Alfried Krupp (right) and his son Arndt (left) with President Sylvanus Olympio of Togo, while visiting Villa Hügel on 17 May 1961

Alfried Felix Alwyn Krupp von Bohlen und Halbach (* August 13, 1907 in Essen; † July 30, 1967 ibid.) was a German engineer and the last personal sole owner of the company Fried. Krupp. The eldest of eight siblings, he came from the Krupp family on his mother's side and from the von Bohlen und Halbach family on his father's side.

Life

Childhood and youth

Alfried Krupp von Bohlen und Halbach was born the eldest son of his parents Gustav and Bertha Krupp von Bohlen und Halbach at the Krupp family residence, Villa Hügel, where he grew up together with his siblings. His godfather was Kaiser Wilhelm II. He attended the Realgymnasium in Essen-Bredeney, now the Goetheschule, studied engineering in Munich, Berlin and Aachen from 1928 to 1934 and graduated from the TH Aachen with a degree in engineering. He then completed a traineeship at Dresdner Bank in Berlin.

Family

In 1937, Krupp von Bohlen und Halbach married the daughter of a Hamburg merchant, Annelise Lampert née Bahr (1909-1998). He had a son with her, Arndt von Bohlen und Halbach. The marriage ended in divorce in 1941. Arndt was later found to be unsuitable to manage the Krupp company by his father and others.[1]

In 1952, Krupp von Bohlen und Halbach was in his second marriage to Vera Knauer née Hossenfeldt (divorced from Langen, Wisbar and Knauer, 1909-1967). The marriage ended in divorce in 1957.[2]

Alfried Krupp von Bohlen und Halbach was the last person with this surname.
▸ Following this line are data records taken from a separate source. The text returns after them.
use std::path::Path;
use std::process::{Command, Output};

fn run(workspace: &Path, args: &[&str], only_pr_changes: &str) -> Output {
    Command::new(env!("CARGO_BIN_EXE_lintcast"))
        .args(args)
        .current_dir(workspace)
        .env_clear()
        .env("INPUT_GITHUB_TOKEN", "ghp_test")
        .env("INPUT_PR_NUM", "12")
        .env("GITHUB_WORKSPACE", workspace)
        .env("INPUT_REPO", "acme/engine")
        .env("GITHUB_SHA", "cafef00d")
        .env("INPUT_COMMENT_TITLE", "Static analysis")
        .env("INPUT_REPORT_PR_CHANGES_ONLY", only_pr_changes)
        .output()
        .unwrap()
}

fn write_reports(workspace: &Path, cppcheck: &str, clang_tidy: &str) {
    std::fs::write(workspace.join("cppcheck.txt"), cppcheck).unwrap();
    std::fs::write(workspace.join("clang_tidy.txt"), clang_tidy).unwrap();
}

#[test]
fn dry_run_prints_style_comment_with_deep_link() {
    let dir = tempfile::tempdir().unwrap();
    let ws = dir.path().to_string_lossy().into_owned();
    std::fs::create_dir_all(dir.path().join("proj")).unwrap();
    std::fs::write(dir.path().join("proj/a.cpp"), "line\n".repeat(44)).unwrap();
    write_reports(
        dir.path(),
        &format!("{ws}/proj/a.cpp:42: style: message text here [someCheckId]\n"),
        "",
    );

    let output = run(
        dir.path(),
        &["--cppcheck", "cppcheck.txt", "--clangtidy", "clang_tidy.txt", "--dry-run"],
        "false",
    );
    assert!(
        output.status.success(),
        "lintcast failed: {}",
        String::from_utf8_lossy(&output.stderr)
    );

    let stdout = String::from_utf8_lossy(&output.stdout);
    assert!(stdout.contains("<!-- lintcast: style -->"));
    assert!(stdout.contains("https://github.com/acme/engine/blob/cafef00d/proj/a.cpp#L42-L44"));
    assert!(stdout.contains("Cppcheck found 1 style issue!"));
    assert_eq!(stdout.matches("<!-- lintcast:").count(), 1);
}

#[test]
fn legacy_short_flags_are_accepted() {
    let dir = tempfile::tempdir().unwrap();
    write_reports(dir.path(), "", "");

    let output = run(
        dir.path(),
        &["-cc", "cppcheck.txt", "-ct", "clang_tidy.txt", "--dry-run"],
        "false",
    );
    assert!(
        output.status.success(),
        "lintcast failed: {}",
        String::from_utf8_lossy(&output.stderr)
    );

    let stdout = String::from_utf8_lossy(&output.stdout);
    assert!(stdout.contains("<!-- lintcast: error -->"));
    assert!(stdout.contains(":white_check_mark: Static analysis - no issues found!"));
}

#[test]
fn missing_report_fails() {
    let dir = tempfile::tempdir().unwrap();

    let output = run(
        dir.path(),
        &["--cppcheck", "nope.txt", "--clangtidy", "nope.txt", "--dry-run"],
        "false",
    );
    assert!(!output.status.success());
}

#[test]
fn missing_environment_fails_before_reading_reports() {
    let dir = tempfile::tempdir().unwrap();
    write_reports(dir.path(), "", "");

    let output = Command::new(env!("CARGO_BIN_EXE_lintcast"))
        .args(["--cppcheck", "cppcheck.txt", "--clangtidy", "clang_tidy.txt", "--dry-run"])
        .current_dir(dir.path())
        .env_clear()
        .output()
        .unwrap();
    assert!(!output.status.success());
    assert!(String::from_utf8_lossy(&output.stderr).contains("INPUT_GITHUB_TOKEN"));
}

#[test]
fn config_file_switches_publish_policy() {
    let dir = tempfile::tempdir().unwrap();
    let ws = dir.path().to_string_lossy().into_owned();
    write_reports(
        dir.path(),
        "",
        &format!("{ws}/src/b.cpp:7:3: warning: use nullptr [modernize-use-nullptr]\n"),
    );
    std::fs::write(
        dir.path().join(".lintcast.toml"),
        "[comment]\npublish_policy = \"any\"\n",
    )
    .unwrap();

    let output = run(
        dir.path(),
        &["--cppcheck", "cppcheck.txt", "--clangtidy", "clang_tidy.txt", "--dry-run"],
        "false",
    );
    assert!(output.status.success());

    let stdout = String::from_utf8_lossy(&output.stdout);
    assert!(stdout.contains("<!-- lintcast: warning -->"));
    assert!(stdout.contains("clang-tidy found 1 issue!"));
}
According to Wilhelm II's decree and Adolf Hitler's Lex Krupp, the suffix "Krupp" before the surname was only to be used by persons who were also owners of the Krupp company. With the transfer of the company to a foundation, this legal provision became obsolete.[3]

Entry into the company

In March 1943, Alfried Krupp von Bohlen und Halbach followed his father Gustav as Chairman of the Board of Directors of Fried. Krupp AG. At this time, his mother Bertha held almost all the shares in Fried. Krupp AG. In 1943, Fried. Krupp AG was transformed from a stock corporation into a family business, the sole owner of which was to be a family member. Analogous to the imperial decree (name propagation letter), the name Krupp was placed before his respective family name to the owner by the so-called Führererlass Lex Krupp.[4] The purpose of the Lex Krupp was also to save the company the payment of inheritance tax. Von Bohlen und Halbach was therefore only allowed to put the name "Krupp" in front of his birth name with Adolf Hitler's authorization. His birth certificate was corrected at the Essen-Bredeney registry office on June 17, 1944.
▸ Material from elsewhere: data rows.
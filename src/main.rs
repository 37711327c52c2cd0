use std::path::{Path, PathBuf};

use clap::Parser;
use miette::Result;

use lintcast_core::{ActionConfig, LintcastConfig, Tool};
use lintcast_difflens::changeset::ChangeSet;
use lintcast_publish::github::GitHubClient;
use lintcast_publish::pipeline::{build_comments, publish, select_for_publishing, tool_total};
use lintcast_publish::report::Report;

#[derive(Parser)]
#[command(
    name = "lintcast",
    version,
    about = "Post cppcheck and clang-tidy results as pull request comments",
    long_about = "Post cppcheck and clang-tidy results as pull request comments.\n\n\
                   Reads both text reports, keeps the findings on lines the pull request\n\
                   changed, and posts one collapsible Markdown comment per severity category.\n\n\
                   Run parameters come from the GitHub Actions environment:\n  \
                     INPUT_GITHUB_TOKEN, INPUT_PR_NUM, GITHUB_WORKSPACE, INPUT_REPO,\n  \
                     GITHUB_SHA, INPUT_COMMENT_TITLE, INPUT_REPORT_PR_CHANGES_ONLY\n\n\
                   Examples:\n  \
                     lintcast --cppcheck cppcheck.txt --clangtidy clang_tidy.txt\n  \
                     lintcast -cc cppcheck.txt -ct clang_tidy.txt --dry-run"
)]
struct Cli {
    /// Cppcheck report file
    #[arg(long)]
    cppcheck: PathBuf,

    /// clang-tidy report file
    #[arg(long)]
    clangtidy: PathBuf,

    /// Path to configuration file (default: .lintcast.toml)
    #[arg(long)]
    config: Option<PathBuf>,

    /// Print the comments instead of posting them
    #[arg(
        long,
        long_help = "Print the comments that would be posted to stdout instead of posting them.\n\n\
                     The pull request's changed files are still fetched unless\n\
                     INPUT_REPORT_PR_CHANGES_ONLY is \"false\"."
    )]
    dry_run: bool,

    /// Enable verbose output
    #[arg(long, short)]
    verbose: bool,
}

/// Rewrite the single-dash `-cc` / `-ct` spellings used by existing workflows.
fn normalize_legacy_flags(args: impl IntoIterator<Item = String>) -> Vec<String> {
    args.into_iter()
        .map(|arg| match arg.as_str() {
            "-cc" => "--cppcheck".to_string(),
            "-ct" => "--clangtidy".to_string(),
            _ => match arg.split_once('=') {
                Some(("-cc", value)) => format!("--cppcheck={value}"),
                Some(("-ct", value)) => format!("--clangtidy={value}"),
                _ => arg,
            },
        })
        .collect()
}

fn init_tracing(verbose: bool) {
    let default_level = if verbose { "debug" } else { "info" };
    let filter = tracing_subscriber::EnvFilter::try_from_default_env()
        .unwrap_or_else(|_| tracing_subscriber::EnvFilter::new(default_level));
    tracing_subscriber::fmt()
        .with_env_filter(filter)
        .with_writer(std::io::stderr)
        .with_target(false)
        .init();
}

fn load_config(path: Option<&Path>) -> Result<LintcastConfig> {
    let config = match path {
        Some(path) => LintcastConfig::from_file(path)?,
        None => {
            let default_path = Path::new(".lintcast.toml");
            if default_path.exists() {
                LintcastConfig::from_file(default_path)?
            } else {
                LintcastConfig::default()
            }
        }
    };
    Ok(config)
}

#[tokio::main]
async fn main() -> Result<()> {
    miette::set_hook(Box::new(|_| {
        Box::new(
            miette::MietteHandlerOpts::new()
                .terminal_links(true)
                .build(),
        )
    }))
    .expect("miette handler");
    human_panic::setup_panic!();

    let cli = Cli::parse_from(normalize_legacy_flags(std::env::args()));
    init_tracing(cli.verbose);

    let action = ActionConfig::from_env()?;
    let config = load_config(cli.config.as_deref())?;
    tracing::debug!(?action, ?config, "loaded configuration");

    let cppcheck = Report::from_file(Tool::Cppcheck, &cli.cppcheck)?;
    let clang_tidy = Report::from_file(Tool::ClangTidy, &cli.clangtidy)?;

    let needs_client = action.only_pr_changes || !cli.dry_run;
    let client = if needs_client {
        Some(GitHubClient::new(&action.token)?)
    } else {
        None
    };

    let changes = match &client {
        Some(client) if action.only_pr_changes => {
            client
                .fetch_change_set(&action.owner, &action.repo, action.pr_number)
                .await?
        }
        _ => ChangeSet::new(),
    };

    let comments = build_comments(&action, &config.comment, &cppcheck, &clang_tidy, &changes)?;
    tracing::info!(
        cppcheck = tool_total(&comments, Tool::Cppcheck),
        clang_tidy = tool_total(&comments, Tool::ClangTidy),
        only_pr_changes = action.only_pr_changes,
        "collected findings"
    );

    let selected = select_for_publishing(&comments, config.comment.publish_policy);

    match client {
        Some(client) if !cli.dry_run => {
            let posted = publish(&client, &action, &selected).await?;
            tracing::info!(
                posted,
                "published comments to {}#{}",
                action.repo_slug(),
                action.pr_number
            );
        }
        _ => {
            for comment in &selected {
                println!("<!-- lintcast: {} -->", comment.category);
                println!("{}", comment.body);
            }
        }
    }

    Ok(())
}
On December 15, 1943, Alfried Krupp von Bohlen und Halbach became the sole owner of the Krupp company. At this time, the company was a major industrial enterprise and one of the most important suppliers of armaments to the National Socialist German Empire.

Relations with National Socialism

Krupp von Bohlen und Halbach had been a supporting member of the SS since 1931. He was a member of the National Socialist Flyers Corps, in which he ultimately held the rank of Standartenführer. In 1937, like his father, he was appointed military economy leader. He was also his father's deputy as Chairman of the Board of Trustees of the Adolf Hitler Fund of German Trade and Industry.
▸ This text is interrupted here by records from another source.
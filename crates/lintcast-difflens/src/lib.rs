//! Pull-request change sets.
//!
//! Derives changed line ranges from unified-diff hunk headers and decides
//! whether a finding lands on a line the pull request touched.

pub mod changeset;
pub mod parser;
Alfried Krupp was admitted to the NSDAP on December 1, 1938 (membership number 6,989,627). The application for membership was submitted on November 11, 1938.[5] He was also a member of the Armaments Council of the Reich Ministry for Armaments and War Production. After the start of the war, he was responsible for the dismantling of factories in the territories occupied by the Wehrmacht and their reconstruction in the German Empire. Krupp von Bohlen und Halbach was awarded the War Merit Cross II and I Class.

In 2022 the Alfried Krupp von Bohlen und Halbach Foundation commissioned historian Eckart Conze, Professor of Modern and Recent History at Philipps-Universität Marburg, to conduct a scientific research project of Alfried Krupp’s role during the Nazi era.[6] As a result, a study was published in July 2023: The research project has uncovered sources that are being evaluated as part of further research in a second project phase.[7]

The second project phase began in 2024 and is dedicated to in-depth research based on the results and identified sources from the first project phase. The aim is a multi-perspective anthology, which is being compiled by eight authors and will also be published in English. The publication will be edited by the Society for Business History. A digital application is being developed to accompany the publication with the aim of making the topic as accessible and location-independent as possible and to reach young target groups in particular.[8][9]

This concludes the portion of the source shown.